Mehr als 300 Zuschauer haben am Samstag in der Uhlig-Mühle Hermsdorf begeistert die Bühnenadaption vom "Buschgespenst" nach der Romanvorlage des Hohenstein-Ernstthaler Abenteuerschriftstellers Karl May verfolgt. Just an dessen 175. Geburtstag war das "Buschgespenst" gewissermaßen in seine Heimat zurückgekehrt. Der Annaberger Theaterregisseur Gerd Schlott war Regisseur und auch Sprecher der Aufführung.
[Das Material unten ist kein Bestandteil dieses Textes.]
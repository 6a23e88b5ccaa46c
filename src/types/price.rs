use chrono::{Duration, NaiveDate};
use serde::{Deserialize, Serialize};
use std::fmt;

use crate::error::ProviderError;

/// Price source identifier.
#[derive(Debug, Clone, Copy, PartialEq, Eq, Hash, Serialize, Deserialize)]
#[serde(rename_all = "lowercase")]
pub enum PriceSource {
    AlphaVantage,
    Fmp,
    Yahoo,
    /// Bundled placeholder series used when every upstream failed.
    Fallback,
}

impl fmt::Display for PriceSource {
    fn fmt(&self, f: &mut fmt::Formatter<'_>) -> fmt::Result {
        match self {
            PriceSource::AlphaVantage => write!(f, "alphavantage"),
            PriceSource::Fmp => write!(f, "fmp"),
            PriceSource::Yahoo => write!(f, "yahoo"),
            PriceSource::Fallback => write!(f, "fallback"),
        }
    }
}

/// A single daily close.
#[derive(Debug, Clone, Copy, PartialEq, Serialize, Deserialize)]
pub struct PricePoint {
    pub date: NaiveDate,
    pub close: f64,
}

impl PricePoint {
    pub fn new(date: NaiveDate, close: f64) -> Self {
        Self { date, close }
    }
}

/// Daily closes for one ticker.
///
/// Always non-empty and strictly ascending by date. The only way to build one
/// is [`PriceSeries::new`], which normalizes whatever order the upstream used.
#[derive(Debug, Clone, PartialEq, Serialize)]
#[serde(rename_all = "camelCase")]
pub struct PriceSeries {
    points: Vec<PricePoint>,
    source: PriceSource,
}

/// Closes of the bundled placeholder series, oldest first.
pub const FALLBACK_CLOSES: [f64; 8] = [
    420.69, 419.32, 418.75, 417.80, 418.25, 419.50, 420.10, 421.30,
];

impl PriceSeries {
    /// Normalize raw points into a series.
    ///
    /// Sorts ascending, drops non-positive or non-finite closes and collapses
    /// duplicate dates (the later entry wins). Fails with
    /// [`ProviderError::Empty`] if nothing usable is left.
    pub fn new(mut points: Vec<PricePoint>, source: PriceSource) -> Result<Self, ProviderError> {
        points.retain(|p| p.close.is_finite() && p.close > 0.0);
        // Stable sort keeps upstream order among equal dates, so "last wins" holds.
        points.sort_by_key(|p| p.date);

        let mut deduped: Vec<PricePoint> = Vec::with_capacity(points.len());
        for point in points {
            match deduped.last_mut() {
                Some(last) if last.date == point.date => *last = point,
                _ => deduped.push(point),
            }
        }

        if deduped.is_empty() {
            return Err(ProviderError::Empty);
        }

        Ok(Self {
            points: deduped,
            source,
        })
    }

    /// Placeholder series ending on `today`, one point per calendar day.
    pub fn fallback(today: NaiveDate) -> Self {
        let count = FALLBACK_CLOSES.len() as i64;
        let points = FALLBACK_CLOSES
            .iter()
            .enumerate()
            .map(|(i, &close)| PricePoint::new(today - Duration::days(count - 1 - i as i64), close))
            .collect();

        Self {
            points,
            source: PriceSource::Fallback,
        }
    }

    pub fn points(&self) -> &[PricePoint] {
        &self.points
    }

    pub fn source(&self) -> PriceSource {
        self.source
    }

    pub fn len(&self) -> usize {
        self.points.len()
    }

    /// Always false; kept for API symmetry with `len`.
    pub fn is_empty(&self) -> bool {
        self.points.is_empty()
    }

    pub fn closes(&self) -> Vec<f64> {
        self.points.iter().map(|p| p.close).collect()
    }

    /// Dates formatted as `YYYY-MM-DD`.
    pub fn date_labels(&self) -> Vec<String> {
        self.points
            .iter()
            .map(|p| p.date.format("%Y-%m-%d").to_string())
            .collect()
    }

    /// Most recent close.
    pub fn current_price(&self) -> f64 {
        // Non-empty by construction.
        self.points.last().map(|p| p.close).unwrap_or_default()
    }

    /// Close before the most recent one, or the current close for a
    /// single-point series.
    pub fn previous_price(&self) -> f64 {
        let n = self.points.len();
        if n > 1 {
            self.points[n - 2].close
        } else {
            self.current_price()
        }
    }

    /// Percentage change between the previous and current close.
    pub fn change_percent(&self) -> f64 {
        let prev = self.previous_price();
        if prev == 0.0 {
            return 0.0;
        }
        (self.current_price() - prev) / prev * 100.0
    }
}

#[cfg(test)]
mod tests {
    use super::*;

    fn date(y: i32, m: u32, d: u32) -> NaiveDate {
        NaiveDate::from_ymd_opt(y, m, d).unwrap()
    }

    #[test]
    fn test_price_source_display() {
        assert_eq!(PriceSource::AlphaVantage.to_string(), "alphavantage");
        assert_eq!(PriceSource::Fmp.to_string(), "fmp");
        assert_eq!(PriceSource::Yahoo.to_string(), "yahoo");
        assert_eq!(PriceSource::Fallback.to_string(), "fallback");
    }

    #[test]
    fn test_series_sorts_newest_first_input() {
        let series = PriceSeries::new(
            vec![
                PricePoint::new(date(2024, 1, 3), 103.0),
                PricePoint::new(date(2024, 1, 2), 102.0),
                PricePoint::new(date(2024, 1, 1), 101.0),
            ],
            PriceSource::Fmp,
        )
        .unwrap();

        assert_eq!(series.closes(), vec![101.0, 102.0, 103.0]);
        assert_eq!(series.date_labels()[0], "2024-01-01");
        assert_eq!(series.source(), PriceSource::Fmp);
    }

    #[test]
    fn test_series_drops_invalid_and_duplicate_points() {
        let series = PriceSeries::new(
            vec![
                PricePoint::new(date(2024, 1, 1), 101.0),
                PricePoint::new(date(2024, 1, 2), 0.0),
                PricePoint::new(date(2024, 1, 3), f64::NAN),
                PricePoint::new(date(2024, 1, 1), 105.0),
            ],
            PriceSource::Yahoo,
        )
        .unwrap();

        assert_eq!(series.len(), 1);
        assert_eq!(series.current_price(), 105.0);
    }

    #[test]
    fn test_series_rejects_empty() {
        assert!(matches!(
            PriceSeries::new(vec![], PriceSource::AlphaVantage),
            Err(ProviderError::Empty)
        ));
        assert!(PriceSeries::new(
            vec![PricePoint::new(date(2024, 1, 1), -3.0)],
            PriceSource::AlphaVantage
        )
        .is_err());
    }

    #[test]
    fn test_fallback_series_shape() {
        let today = date(2024, 3, 10);
        let series = PriceSeries::fallback(today);

        assert_eq!(series.len(), 8);
        assert_eq!(series.source(), PriceSource::Fallback);
        assert_eq!(series.points().first().unwrap().date, date(2024, 3, 3));
        assert_eq!(series.points().last().unwrap().date, today);
        assert_eq!(series.closes(), FALLBACK_CLOSES.to_vec());
        assert!(series.points().windows(2).all(|w| w[0].date < w[1].date));
    }

    #[test]
    fn test_current_and_previous_price() {
        let series = PriceSeries::fallback(date(2024, 3, 10));
        assert_eq!(series.current_price(), 421.30);
        assert_eq!(series.previous_price(), 420.10);
        assert!(series.change_percent() > 0.0);
    }

    #[test]
    fn test_single_point_previous_equals_current() {
        let series = PriceSeries::new(
            vec![PricePoint::new(date(2024, 1, 1), 50.0)],
            PriceSource::Yahoo,
        )
        .unwrap();
        assert_eq!(series.previous_price(), 50.0);
        assert_eq!(series.change_percent(), 0.0);
    }
}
Die besondere Herausforderung dabei war, das beliebte Werk in der Jahreszeit der Handlung als Winter-Freilichttheater aufzuführen. Schlott war vom Ergebnis genaus0 angetan wie die Zuschauer. "Es hat gut funktioniert", freute sich der 67-Jährige. Der Ort habe die passende Kulisse für ein Stationen-Theater hergegeben. Das war auch für Schlott ein einzigartiges Experiment. "Wir spielten ja überall in der Mühle. Die Besucher sind da richtig mitgegangen." Glück habe man freilich auch mit dem Wetter gehabt.